The Hospital Operating License, in most countries is issued for approved Healthcare  facilities, as provided, and for a defined Bed Complement, the Hospital Provides for Patient Care. Hospitals usually have operational beds which are more than this number but are being utilised differently. The total number of Hospital Beds, as licensed, are also called the Bed Capacity of a Country or region. 

Therefore, it is important that the Hospital Bed is defined and categorised. 

  1. A Licensed Complement Bed includes the following Hospital Beds. 
    • Adult Bed, which is occupied by a patient, for more than 24 hours, for custodian Care, when admitted to the Hospital. It is provided for all levels of Nursing Care including Intensive Care, Acute Care, Intermediate Care, Self Care and Urgent Care (Emergency Care in Ward or in Disaster Expansion Wards) in non-teaching Hospitals. 
    • It will be a fully Staffed and Equipped bed, ready to receive the Patient. 
    • It will include LDR beds, Eclampsia Room Beds, as provided irrespective of time of occupation. (Average occupation time of these beds is 48 – 72 Hours) 
  2. A Non-complement Bed includes the following Hospital Beds. 
    • Adult Bed, which is occupied by a patient, for less than 24 hours, for custodian Care, when admitted to the Hospital. It is also called Daycare Bed. It is provided for all levels of Nursing Care, for a short time. It is provided in Daycare wards like Obstetric Suites, Surgical Suites, Endoscopy Suite, Dialysis Suite, Chemotherapy Suite, MTP Wards, Tubal Ligation Wards, etc. These beds may be occupied for less than 24 hours, for custodian Care, on direct admission or on moving a Patient from a Complement Ward. 
    • Adult Beds provided in any Treatment Room whether in Wards, OPD or elsewhere in Hospital Departments. 
    • Adult Beds provided in Emergency ward of teaching Hospitals where these are vacated at the start of the Morning Shift by moving the patients to departmental Wards. 
    • Adult Beds provided for Triage anywhere including Emergency & Trauma Department, Obstetrics, Cardiology Department, etc. 
    • Adult Beds provided anywhere in the Surgical Suites including Pre-operative Ward, Post-operative Ward, in Induction Room, in Recovery Room, in any  Operating Room, dressing Room or Procedure Room.  
    • Adult Beds provided for Obstetric Suites, in First Stage Ward, Delivery Rooms  Post-delivery Recovery Rooms or in Cardiotocography (CTG) monitoring Ward. 
    • Adult Beds provided for any Procedure Room like FNAC Room, Fracture Room, Plaster Room, TMT Room, ECT Room, etc. 
    • Adult Beds provided for observation in Diagnostic Services, Dental OPD, etc. 
    • Neonate Cribs, provided for any reason, where a new borne can be admitted and cared for. It includes all Cribs and incubators, provided for NICU, In-borne Nursery, Out borne Nursery or Phototherapy. 
    • The Non-complement Bed Count may be reported for administrative reasons but is not considered for determining the Bed Capacity of a Hospital. 

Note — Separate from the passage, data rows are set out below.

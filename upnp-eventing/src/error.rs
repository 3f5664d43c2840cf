//! Error types for the eventing crate.

/// Errors from subscription operations.
#[derive(Debug, thiserror::Error)]
pub enum SubscriptionError {
    /// The SUBSCRIBE request was rejected or could not be completed
    #[error("failed to create subscription: {0}")]
    CreationFailed(String),

    /// A renewal request failed
    #[error("renewal failed: {0}")]
    RenewalFailed(String),

    /// The remote service no longer knows the subscription (HTTP 412/404)
    #[error("subscription no longer known to the service")]
    Gone,

    /// A network error occurred
    #[error("network error: {0}")]
    Network(String),

    /// The SUBSCRIBE response carried no SID header
    #[error("missing SID header in SUBSCRIBE response")]
    MissingSid,

    /// An event body could not be parsed as a property set
    #[error("malformed event: {0}")]
    MalformedEvent(String),

    /// An internal lock was poisoned by a panicking thread
    #[error("subscription state lock poisoned")]
    LockPoisoned,
}

/// Convenience type alias for Results using SubscriptionError.
pub type Result<T> = std::result::Result<T, SubscriptionError>;

#[cfg(test)]
mod tests {
    use super::*;

    #[test]
    fn test_error_display() {
        let error = SubscriptionError::CreationFailed("HTTP 500".to_string());
        assert_eq!(error.to_string(), "failed to create subscription: HTTP 500");

        assert_eq!(
            SubscriptionError::Gone.to_string(),
            "subscription no longer known to the service"
        );

        assert_eq!(
            SubscriptionError::MissingSid.to_string(),
            "missing SID header in SUBSCRIBE response"
        );

        let error = SubscriptionError::MalformedEvent("not xml".to_string());
        assert_eq!(error.to_string(), "malformed event: not xml");
    }
}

The Hospital Operating License, in most countries, needs to be revised if, at any time during the tenure of the  License, the Complement Bed Count increases or decreases by 10 or by 10% of total bed count, as specified.  

This is mandated so that Hospitals continuously meet their Fire Safety liability, Engineering Service Plants Capacity, Biomedical Engineering Service Plants Capacity, Staffing Levels, Consumable Resources, and Equipment Resources.